Your objective
Every line of the records that holds the word "effect" should be copied out.

Source data
use std::collections::hash_map::DefaultHasher;
use std::hash::{Hash, Hasher};
use std::sync::atomic::{AtomicBool, AtomicI32, AtomicI64, Ordering};
use std::time::{SystemTime, UNIX_EPOCH};

use rand::Rng;

/// Wall-clock time source with cluster-offset correction.
///
/// The sender's time-sync procedure computes the offset between the local
/// clock and the cluster clock and installs it via [`TimingProvider::initialize`].
/// All wire timestamps go through [`TimingProvider::to_cluster_time`].
pub trait TimingProvider: Send + Sync {
    /// Current local time in milliseconds since the Unix epoch.
    fn now_ms(&self) -> i64;

    /// Install the cluster time offset and whether the server supports time sync.
    fn initialize(&self, cluster_offset_ms: i64, sync_supported: bool);

    /// Convert a local timestamp into cluster time.
    fn to_cluster_time(&self, timestamp_ms: i64) -> i64;

    /// Whether the server supports time synchronization.
    fn is_sync_supported(&self) -> bool;
}

/// Default timing provider backed by the system clock.
pub struct SystemTimingProvider {
    cluster_offset_ms: AtomicI64,
    sync_supported: AtomicBool,
}

impl SystemTimingProvider {
    pub fn new() -> Self {
        Self {
            cluster_offset_ms: AtomicI64::new(0),
            sync_supported: AtomicBool::new(true),
        }
    }
}

impl Default for SystemTimingProvider {
    fn default() -> Self {
        Self::new()
    }
}

impl TimingProvider for SystemTimingProvider {
    fn now_ms(&self) -> i64 {
        SystemTime::now()
            .duration_since(UNIX_EPOCH)
            .map(|d| d.as_millis() as i64)
            .unwrap_or(0)
    }

    fn initialize(&self, cluster_offset_ms: i64, sync_supported: bool) {
        self.cluster_offset_ms
            .store(cluster_offset_ms, Ordering::SeqCst);
        self.sync_supported.store(sync_supported, Ordering::SeqCst);
    }

    fn to_cluster_time(&self, timestamp_ms: i64) -> i64 {
        timestamp_ms + self.cluster_offset_ms.load(Ordering::SeqCst)
    }

    fn is_sync_supported(&self) -> bool {
        self.sync_supported.load(Ordering::SeqCst)
    }
}

/// Allocator for session numbers.
pub trait SessionIdProvider: Send + Sync {
    /// Next session number, always positive.
    fn next_id(&self) -> i32;
}

/// Default session-id provider: monotonically increasing from a random start,
/// wrapping within the positive i32 range.
pub struct DefaultSessionIdProvider {
    next: AtomicI32,
}

impl DefaultSessionIdProvider {
    pub fn new() -> Self {
        let initial = rand::thread_rng().gen_range(1..=i32::MAX);
        Self::with_initial_id(initial)
    }

    pub fn with_initial_id(initial: i32) -> Self {
        Self {
            next: AtomicI32::new(initial.max(1)),
        }
    }
}

impl Default for DefaultSessionIdProvider {
    fn default() -> Self {
        Self::new()
    }
}

impl SessionIdProvider for DefaultSessionIdProvider {
    fn next_id(&self) -> i32 {
        loop {
            let current = self.next.load(Ordering::SeqCst);
            let next = if current == i32::MAX { 1 } else { current + 1 };
            if self
                .next
                .compare_exchange(current, next, Ordering::SeqCst, Ordering::SeqCst)
                .is_ok()
            {
                return current;
            }
        }
    }
}

/// Source of the calling thread's identifier, encoded into event records.
pub trait ThreadIdProvider: Send + Sync {
    fn current_thread_id(&self) -> i32;
}

/// Default thread-id provider hashing the opaque std thread id into a
/// positive i32.
pub struct DefaultThreadIdProvider;

impl ThreadIdProvider for DefaultThreadIdProvider {
    fn current_thread_id(&self) -> i32 {
        let mut hasher = DefaultHasher::new();
        std::thread::current().id().hash(&mut hasher);
        let hash = hasher.finish();
        // Fold into the positive i32 range; 0 is reserved for "unknown".
        (((hash >> 32) as u32 ^ hash as u32) & 0x7fff_ffff).max(1) as i32
    }
}
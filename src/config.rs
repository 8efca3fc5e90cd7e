use std::path::Path;
use std::sync::atomic::{AtomicBool, AtomicI32, AtomicI64, Ordering};
use std::time::Duration;

use anyhow::{bail, Context, Result};
use serde::Deserialize;

use crate::protocol::response::StatusResponse;

/// Default interval between open-session beacon sends.
pub const DEFAULT_SEND_INTERVAL: Duration = Duration::from_secs(120);

/// Default upper bound for a single beacon chunk in bytes.
pub const DEFAULT_MAX_BEACON_SIZE: i64 = 30 * 1024;

/// Default multiplicity applied before the server provides one.
pub const DEFAULT_MULTIPLICITY: i32 = 1;

/// Monitoring cluster flavor; selects URL shape and feature support.
#[derive(Debug, Clone, Copy, PartialEq, Eq, Default, Deserialize)]
#[serde(rename_all = "lowercase")]
pub enum ServerFlavor {
    #[default]
    Dynatrace,
    AppMon,
}

impl ServerFlavor {
    /// AppMon clusters do not answer time-sync requests.
    pub fn supports_time_sync(&self) -> bool {
        matches!(self, ServerFlavor::Dynatrace)
    }
}

/// TLS trust behavior for the transport.
#[derive(Debug, Clone, Copy, PartialEq, Eq, Default, Deserialize)]
#[serde(rename_all = "lowercase")]
pub enum TrustMode {
    /// Verify server certificates against the system roots.
    #[default]
    System,
    /// Accept any certificate. Only for test clusters.
    Insecure,
}

/// Device identification encoded into status queries and beacon prefixes.
#[derive(Debug, Clone, Default, Deserialize)]
pub struct DeviceConfig {
    #[serde(default)]
    pub operating_system: String,

    #[serde(default)]
    pub manufacturer: String,

    #[serde(default)]
    pub model_id: String,
}

/// Beacon cache bounds. A zero value disables the respective eviction
/// strategy.
#[derive(Debug, Clone, Deserialize)]
pub struct CacheConfig {
    /// Maximum age of a cached record before time eviction removes it.
    #[serde(default = "default_max_record_age", with = "humantime_serde")]
    pub max_record_age: Duration,

    /// Space eviction drains the cache down to this size.
    #[serde(default = "default_lower_memory_bound")]
    pub lower_memory_bound: i64,

    /// Space eviction starts once the cache exceeds this size.
    #[serde(default = "default_upper_memory_bound")]
    pub upper_memory_bound: i64,
}

impl CacheConfig {
    pub fn max_record_age_ms(&self) -> i64 {
        self.max_record_age.as_millis() as i64
    }
}

/// Static agent configuration. Server-mutable settings live in
/// [`RuntimeSettings`].
#[derive(Debug, Clone, Deserialize)]
pub struct Config {
    /// Monitoring cluster endpoint, e.g. "https://tenant.example.com/mbeacon".
    #[serde(default)]
    pub endpoint_url: String,

    /// Application identifier issued by the cluster.
    #[serde(default)]
    pub application_id: String,

    /// Human-readable application name.
    #[serde(default)]
    pub application_name: String,

    /// Application version reported with every beacon.
    #[serde(default)]
    pub application_version: String,

    /// Unique device identifier.
    #[serde(default)]
    pub device_id: u64,

    /// Client IP reported with beacon requests; empty lets the server derive it.
    #[serde(default)]
    pub client_ip: String,

    #[serde(default)]
    pub device: DeviceConfig,

    #[serde(default)]
    pub cache: CacheConfig,

    #[serde(default)]
    pub server_flavor: ServerFlavor,

    #[serde(default)]
    pub trust: TrustMode,

    /// Timeout for a single HTTP request. Default: 30s.
    #[serde(default = "default_request_timeout", with = "humantime_serde")]
    pub request_timeout: Duration,
}

// --- Default value functions ---

fn default_max_record_age() -> Duration {
    // 105 minutes, the classic maximum session duration.
    Duration::from_secs(105 * 60)
}

fn default_lower_memory_bound() -> i64 {
    80 * 1024 * 1024
}

fn default_upper_memory_bound() -> i64 {
    100 * 1024 * 1024
}

fn default_request_timeout() -> Duration {
    Duration::from_secs(30)
}

impl Default for CacheConfig {
    fn default() -> Self {
        Self {
            max_record_age: default_max_record_age(),
            lower_memory_bound: default_lower_memory_bound(),
            upper_memory_bound: default_upper_memory_bound(),
        }
    }
}

impl Default for Config {
    fn default() -> Self {
        Self {
            endpoint_url: String::new(),
            application_id: String::new(),
            application_name: String::new(),
            application_version: String::new(),
            device_id: 0,
            client_ip: String::new(),
            device: DeviceConfig::default(),
            cache: CacheConfig::default(),
            server_flavor: ServerFlavor::default(),
            trust: TrustMode::default(),
            request_timeout: default_request_timeout(),
        }
    }
}

impl Config {
    /// Load configuration from a YAML file.
    pub fn load(path: &Path) -> Result<Self> {
        let data = std::fs::read_to_string(path)
            .with_context(|| format!("reading config file {}", path.display()))?;

        let cfg: Config = serde_yaml::from_str(&data)
            .with_context(|| format!("parsing config file {}", path.display()))?;

        cfg.validate()?;

        Ok(cfg)
    }

    /// Validate required fields and bound coherence.
    pub fn validate(&self) -> Result<()> {
        if self.endpoint_url.is_empty() {
            bail!("endpoint_url is required");
        }

        if self.application_id.is_empty() {
            bail!("application_id is required");
        }

        if self.cache.lower_memory_bound < 0 || self.cache.upper_memory_bound < 0 {
            bail!("cache memory bounds must not be negative");
        }

        Ok(())
    }
}

/// Settings the server may change at runtime through status responses.
///
/// Readers (beacon encoder, state machine) load individual atomics; updates
/// arrive through the sending worker, which is the only writer.
pub struct RuntimeSettings {
    capture: AtomicBool,
    capture_errors: AtomicBool,
    capture_crashes: AtomicBool,
    send_interval_ms: AtomicI64,
    max_beacon_size_bytes: AtomicI64,
    server_id: AtomicI32,
}

impl RuntimeSettings {
    pub fn new() -> Self {
        Self {
            capture: AtomicBool::new(true),
            capture_errors: AtomicBool::new(true),
            capture_crashes: AtomicBool::new(true),
            send_interval_ms: AtomicI64::new(DEFAULT_SEND_INTERVAL.as_millis() as i64),
            max_beacon_size_bytes: AtomicI64::new(DEFAULT_MAX_BEACON_SIZE),
            server_id: AtomicI32::new(1),
        }
    }

    pub fn is_capture(&self) -> bool {
        self.capture.load(Ordering::SeqCst)
    }

    pub fn disable_capture(&self) {
        self.capture.store(false, Ordering::SeqCst);
    }

    pub fn enable_capture(&self) {
        self.capture.store(true, Ordering::SeqCst);
    }

    pub fn is_capture_errors(&self) -> bool {
        self.capture_errors.load(Ordering::SeqCst)
    }

    pub fn is_capture_crashes(&self) -> bool {
        self.capture_crashes.load(Ordering::SeqCst)
    }

    pub fn send_interval_ms(&self) -> i64 {
        self.send_interval_ms.load(Ordering::SeqCst)
    }

    pub fn max_beacon_size_bytes(&self) -> i64 {
        self.max_beacon_size_bytes.load(Ordering::SeqCst)
    }

    pub fn server_id(&self) -> i32 {
        self.server_id.load(Ordering::SeqCst)
    }

    /// Merge a successful status response into the current settings.
    pub fn merge_status_response(&self, response: &StatusResponse) {
        self.capture.store(response.capture, Ordering::SeqCst);
        self.capture_errors
            .store(response.capture_errors, Ordering::SeqCst);
        self.capture_crashes
            .store(response.capture_crashes, Ordering::SeqCst);

        if response.send_interval_ms > 0 {
            self.send_interval_ms
                .store(response.send_interval_ms, Ordering::SeqCst);
        }

        if response.max_beacon_size_bytes > 0 {
            self.max_beacon_size_bytes
                .store(response.max_beacon_size_bytes, Ordering::SeqCst);
        }

        if response.server_id > 0 {
            self.server_id.store(response.server_id, Ordering::SeqCst);
        }
    }
}

impl Default for RuntimeSettings {
    fn default() -> Self {
        Self::new()
    }
}
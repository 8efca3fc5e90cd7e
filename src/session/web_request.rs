use std::sync::atomic::{AtomicBool, AtomicI32, AtomicI64, Ordering};
use std::sync::Arc;

use crate::protocol::beacon::{Beacon, WebRequestData};

struct WebRequestInner {
    beacon: Arc<Beacon>,
    parent_action_id: i32,
    url: String,
    tag: String,
    start_sequence_no: i32,
    started: AtomicBool,
    start_time_ms: AtomicI64,
    /// −1 while the request is running.
    end_time: AtomicI64,
    response_code: AtomicI32,
    bytes_sent: AtomicI32,
    bytes_received: AtomicI32,
}

/// Tracer for one outgoing web request of an action.
///
/// The tag returned by [`WebRequestTracer::tag`] is meant to travel with the
/// request (as a header) so the server side can link both ends. `start` and
/// `stop` are idempotent; setters are ignored once the tracer is stopped.
#[derive(Clone)]
pub struct WebRequestTracer {
    inner: Option<Arc<WebRequestInner>>,
}

impl WebRequestTracer {
    pub(crate) fn open(beacon: Arc<Beacon>, parent_action_id: i32, url: &str) -> Self {
        let start_sequence_no = beacon.next_sequence_number();
        let tag = beacon.create_tag(parent_action_id, start_sequence_no);
        let start_time_ms = beacon.current_timestamp();

        Self {
            inner: Some(Arc::new(WebRequestInner {
                beacon,
                parent_action_id,
                url: url.to_string(),
                tag,
                start_sequence_no,
                started: AtomicBool::new(false),
                start_time_ms: AtomicI64::new(start_time_ms),
                end_time: AtomicI64::new(-1),
                response_code: AtomicI32::new(-1),
                bytes_sent: AtomicI32::new(-1),
                bytes_received: AtomicI32::new(-1),
            })),
        }
    }

    pub(crate) fn inert() -> Self {
        Self { inner: None }
    }

    /// True for the no-op variant returned on invalid input or after close.
    pub fn is_inert(&self) -> bool {
        self.inner.is_none()
    }

    /// Tag to attach to the traced request.
    pub fn tag(&self) -> &str {
        self.inner.as_ref().map(|inner| inner.tag.as_str()).unwrap_or("")
    }

    /// Stamp the request start time. Only the first call takes effect.
    pub fn start(&self) -> &Self {
        if let Some(inner) = &self.inner {
            if !self.is_stopped()
                && inner
                    .started
                    .compare_exchange(false, true, Ordering::SeqCst, Ordering::SeqCst)
                    .is_ok()
            {
                inner
                    .start_time_ms
                    .store(inner.beacon.current_timestamp(), Ordering::SeqCst);
            }
        }
        self
    }

    pub fn set_response_code(&self, response_code: i32) -> &Self {
        if let Some(inner) = &self.inner {
            if !self.is_stopped() {
                inner.response_code.store(response_code, Ordering::SeqCst);
            }
        }
        self
    }

    pub fn set_bytes_sent(&self, bytes_sent: i32) -> &Self {
        if let Some(inner) = &self.inner {
            if !self.is_stopped() {
                inner.bytes_sent.store(bytes_sent, Ordering::SeqCst);
            }
        }
        self
    }

    pub fn set_bytes_received(&self, bytes_received: i32) -> &Self {
        if let Some(inner) = &self.inner {
            if !self.is_stopped() {
                inner.bytes_received.store(bytes_received, Ordering::SeqCst);
            }
        }
        self
    }

    /// Finish the trace and emit the web-request record. Only the first call
    /// takes effect.
    pub fn stop(&self) {
        let Some(inner) = &self.inner else {
            return;
        };

        let end_time = inner.beacon.current_timestamp();
        if inner
            .end_time
            .compare_exchange(-1, end_time, Ordering::SeqCst, Ordering::SeqCst)
            .is_err()
        {
            return;
        }

        let end_sequence_no = inner.beacon.next_sequence_number();

        inner.beacon.add_web_request(&WebRequestData {
            parent_action_id: inner.parent_action_id,
            url: inner.url.clone(),
            start_time_ms: inner.start_time_ms.load(Ordering::SeqCst),
            end_time_ms: end_time,
            start_sequence_no: inner.start_sequence_no,
            end_sequence_no,
            bytes_sent: inner.bytes_sent.load(Ordering::SeqCst),
            bytes_received: inner.bytes_received.load(Ordering::SeqCst),
            response_code: inner.response_code.load(Ordering::SeqCst),
        });
    }

    pub fn is_stopped(&self) -> bool {
        match &self.inner {
            Some(inner) => inner.end_time.load(Ordering::SeqCst) != -1,
            None => true,
        }
    }
}
#[cfg(test)]
mod tests {
    use std::sync::atomic::{AtomicI64, Ordering};

    use parking_lot::Mutex;

    use crate::providers::SystemTimingProvider;

    use super::*;

    /// Scriptable cache stub: pops one value from `num_bytes_script` per
    /// `num_bytes()` call (sticking to the last one when exhausted) and
    /// records every eviction call.
    struct StubCache {
        num_bytes_script: Mutex<Vec<i64>>,
        session_ids: Vec<i32>,
        evict_by_age_calls: Mutex<Vec<(i32, i64)>>,
        evict_by_count_calls: Mutex<Vec<(i32, usize)>>,
    }

    impl StubCache {
        fn new(num_bytes_script: Vec<i64>, session_ids: Vec<i32>) -> Self {
            Self {
                num_bytes_script: Mutex::new(num_bytes_script),
                session_ids,
                evict_by_age_calls: Mutex::new(Vec::new()),
                evict_by_count_calls: Mutex::new(Vec::new()),
            }
        }
    }

    impl EvictionCache for StubCache {
        fn num_bytes(&self) -> i64 {
            let mut script = self.num_bytes_script.lock();
            if script.len() > 1 {
                script.remove(0)
            } else {
                script.first().copied().unwrap_or(0)
            }
        }

        fn session_ids(&self) -> Vec<i32> {
            self.session_ids.clone()
        }

        fn evict_by_age(&self, session_id: i32, min_timestamp: i64) -> usize {
            self.evict_by_age_calls.lock().push((session_id, min_timestamp));
            1
        }

        fn evict_by_count(&self, session_id: i32, count: usize) -> usize {
            self.evict_by_count_calls.lock().push((session_id, count));
            count
        }
    }

    struct FakeTiming {
        now: AtomicI64,
    }

    impl FakeTiming {
        fn new(now: i64) -> Self {
            Self {
                now: AtomicI64::new(now),
            }
        }

        fn advance(&self, delta: i64) {
            self.now.fetch_add(delta, Ordering::SeqCst);
        }
    }

    impl TimingProvider for FakeTiming {
        fn now_ms(&self) -> i64 {
            self.now.load(Ordering::SeqCst)
        }

        fn initialize(&self, _cluster_offset_ms: i64, _sync_supported: bool) {}

        fn to_cluster_time(&self, timestamp_ms: i64) -> i64 {
            timestamp_ms
        }

        fn is_sync_supported(&self) -> bool {
            true
        }
    }

    fn never_cancelled() -> CancellationToken {
        CancellationToken::new()
    }

    // --- Time eviction ---

    #[test]
    fn test_time_eviction_disabled_when_max_age_not_positive() {
        let cache = Arc::new(StubCache::new(vec![0], vec![]));
        let timing = Arc::new(FakeTiming::new(0));

        let strategy = TimeEvictionStrategy::new(Arc::clone(&cache), timing.clone(), 0);
        assert!(strategy.is_disabled());

        let strategy = TimeEvictionStrategy::new(cache, timing, -1);
        assert!(strategy.is_disabled());
    }

    #[test]
    fn test_time_eviction_first_run_only_arms_timer() {
        let cache = Arc::new(StubCache::new(vec![0], vec![1, 42]));
        let timing = Arc::new(FakeTiming::new(1000));

        let mut strategy =
            TimeEvictionStrategy::new(Arc::clone(&cache), timing.clone(), 100);
        assert_eq!(strategy.last_run_ts(), -1);

        strategy.execute(&never_cancelled());
        assert_eq!(strategy.last_run_ts(), 1000);
        assert!(cache.evict_by_age_calls.lock().is_empty());
    }

    #[test]
    fn test_time_eviction_runs_after_max_age_elapsed() {
        let cache = Arc::new(StubCache::new(vec![0], vec![1, 42]));
        let timing = Arc::new(FakeTiming::new(1000));

        let mut strategy =
            TimeEvictionStrategy::new(Arc::clone(&cache), timing.clone(), 100);
        strategy.execute(&never_cancelled()); // arms the timer

        timing.advance(99);
        strategy.execute(&never_cancelled());
        assert!(cache.evict_by_age_calls.lock().is_empty());

        timing.advance(1);
        strategy.execute(&never_cancelled());

        let calls = cache.evict_by_age_calls.lock();
        // now=1100, max_age=100 => min_timestamp 1000, once per session.
        assert_eq!(*calls, vec![(1, 1000), (42, 1000)]);
        drop(calls);
        assert_eq!(strategy.last_run_ts(), 1100);
    }

    #[test]
    fn test_time_eviction_stops_on_cancellation() {
        let cache = Arc::new(StubCache::new(vec![0], vec![1, 42]));
        let timing = Arc::new(FakeTiming::new(1000));

        let mut strategy =
            TimeEvictionStrategy::new(Arc::clone(&cache), timing.clone(), 100);
        strategy.execute(&never_cancelled());
        timing.advance(500);

        let cancel = CancellationToken::new();
        cancel.cancel();
        strategy.execute(&cancel);

        assert!(cache.evict_by_age_calls.lock().is_empty());
    }

    // --- Space eviction ---

    #[test]
    fn test_space_eviction_disabled_configurations() {
        let cache = Arc::new(StubCache::new(vec![0], vec![]));

        assert!(SpaceEvictionStrategy::new(Arc::clone(&cache), 0, 2000).is_disabled());
        assert!(SpaceEvictionStrategy::new(Arc::clone(&cache), -1, 2000).is_disabled());
        assert!(SpaceEvictionStrategy::new(Arc::clone(&cache), 1000, 0).is_disabled());
        assert!(SpaceEvictionStrategy::new(Arc::clone(&cache), 1000, 999).is_disabled());
        assert!(!SpaceEvictionStrategy::new(cache, 1000, 2000).is_disabled());
    }

    #[test]
    fn test_space_eviction_should_run_boundaries() {
        let cache = Arc::new(StubCache::new(vec![2001, 2000, 1999], vec![]));
        let strategy = SpaceEvictionStrategy::new(cache, 1000, 2000);

        assert!(strategy.should_run());
        assert!(!strategy.should_run());
        assert!(!strategy.should_run());
    }

    #[test]
    fn test_space_eviction_runs_until_lower_bound() {
        // shouldRun -> 2001; outer -> 2000; sid 1 -> 2000 (evict);
        // sid 42 -> 2000 (evict); outer -> 1500; sid 1 -> 1500 (evict);
        // sid 42 -> 1500 (evict); outer -> 1000 (exit).
        let cache = Arc::new(StubCache::new(
            vec![2001, 2000, 2000, 2000, 1500, 1500, 1500, 1000],
            vec![1, 42],
        ));

        let mut strategy = SpaceEvictionStrategy::new(Arc::clone(&cache), 1000, 2000);
        strategy.execute(&never_cancelled());

        let calls = cache.evict_by_count_calls.lock();
        assert_eq!(*calls, vec![(1, 1), (42, 1), (1, 1), (42, 1)]);
    }

    #[test]
    fn test_space_eviction_stops_mid_pass_when_below_lower_bound() {
        // shouldRun -> 2001; outer -> 2000; sid 1 -> 2000 (evict);
        // sid 42 -> 2000 (evict); outer -> 1500; sid 1 -> 1500 (evict);
        // sid 42 -> 1000 (skip); outer -> 1000 (exit).
        let cache = Arc::new(StubCache::new(
            vec![2001, 2000, 2000, 2000, 1500, 1500, 1000, 1000],
            vec![1, 42],
        ));

        let mut strategy = SpaceEvictionStrategy::new(Arc::clone(&cache), 1000, 2000);
        strategy.execute(&never_cancelled());

        assert_eq!(cache.evict_by_count_calls.lock().len(), 3);
    }

    #[test]
    fn test_space_eviction_respects_cancellation() {
        let cache = Arc::new(StubCache::new(vec![2001, 2000], vec![1, 42]));

        let cancel = CancellationToken::new();
        cancel.cancel();

        let mut strategy = SpaceEvictionStrategy::new(Arc::clone(&cache), 1000, 2000);
        strategy.execute(&cancel);

        assert!(cache.evict_by_count_calls.lock().is_empty());
    }

    // --- Worker ---

    #[tokio::test(start_paused = true)]
    async fn test_evictor_wakes_on_cache_add() {
        let cache = Arc::new(BeaconCache::new());
        let timing: Arc<dyn TimingProvider> = Arc::new(SystemTimingProvider::new());

        // Tight space bounds so a couple of adds trigger eviction.
        let cfg = CacheConfig {
            max_record_age: std::time::Duration::ZERO, // time eviction disabled
            lower_memory_bound: 20,
            upper_memory_bound: 40,
        };

        let mut evictor = CacheEvictor::new(Arc::clone(&cache), timing, cfg);
        let cancel = CancellationToken::new();
        evictor.start(cancel.clone());

        for i in 0..8 {
            cache.add_event_data(1, i, "0123456789");
        }
        assert!(cache.num_bytes() > 40);

        // Yield until the evictor task has drained the cache.
        for _ in 0..100 {
            tokio::task::yield_now().await;
            if cache.num_bytes() <= 20 {
                break;
            }
        }
        assert!(cache.num_bytes() <= 20);

        cancel.cancel();
        evictor.stop().await;
    }

    #[tokio::test(start_paused = true)]
    async fn test_evictor_stops_promptly_when_cancelled() {
        let cache = Arc::new(BeaconCache::new());
        let timing: Arc<dyn TimingProvider> = Arc::new(SystemTimingProvider::new());

        let mut evictor = CacheEvictor::new(Arc::clone(&cache), timing, CacheConfig::default());
        let cancel = CancellationToken::new();
        evictor.start(cancel.clone());

        cancel.cancel();
        evictor.stop().await;

        // After shutdown, adds no longer wake anything; the data stays put.
        cache.add_event_data(1, 1, "data");
        assert_eq!(cache.get_events(1).len(), 1);
    }
}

Solved exercise
    /// Stamp the request start time. Only the first call takes effect.
    /// takes effect.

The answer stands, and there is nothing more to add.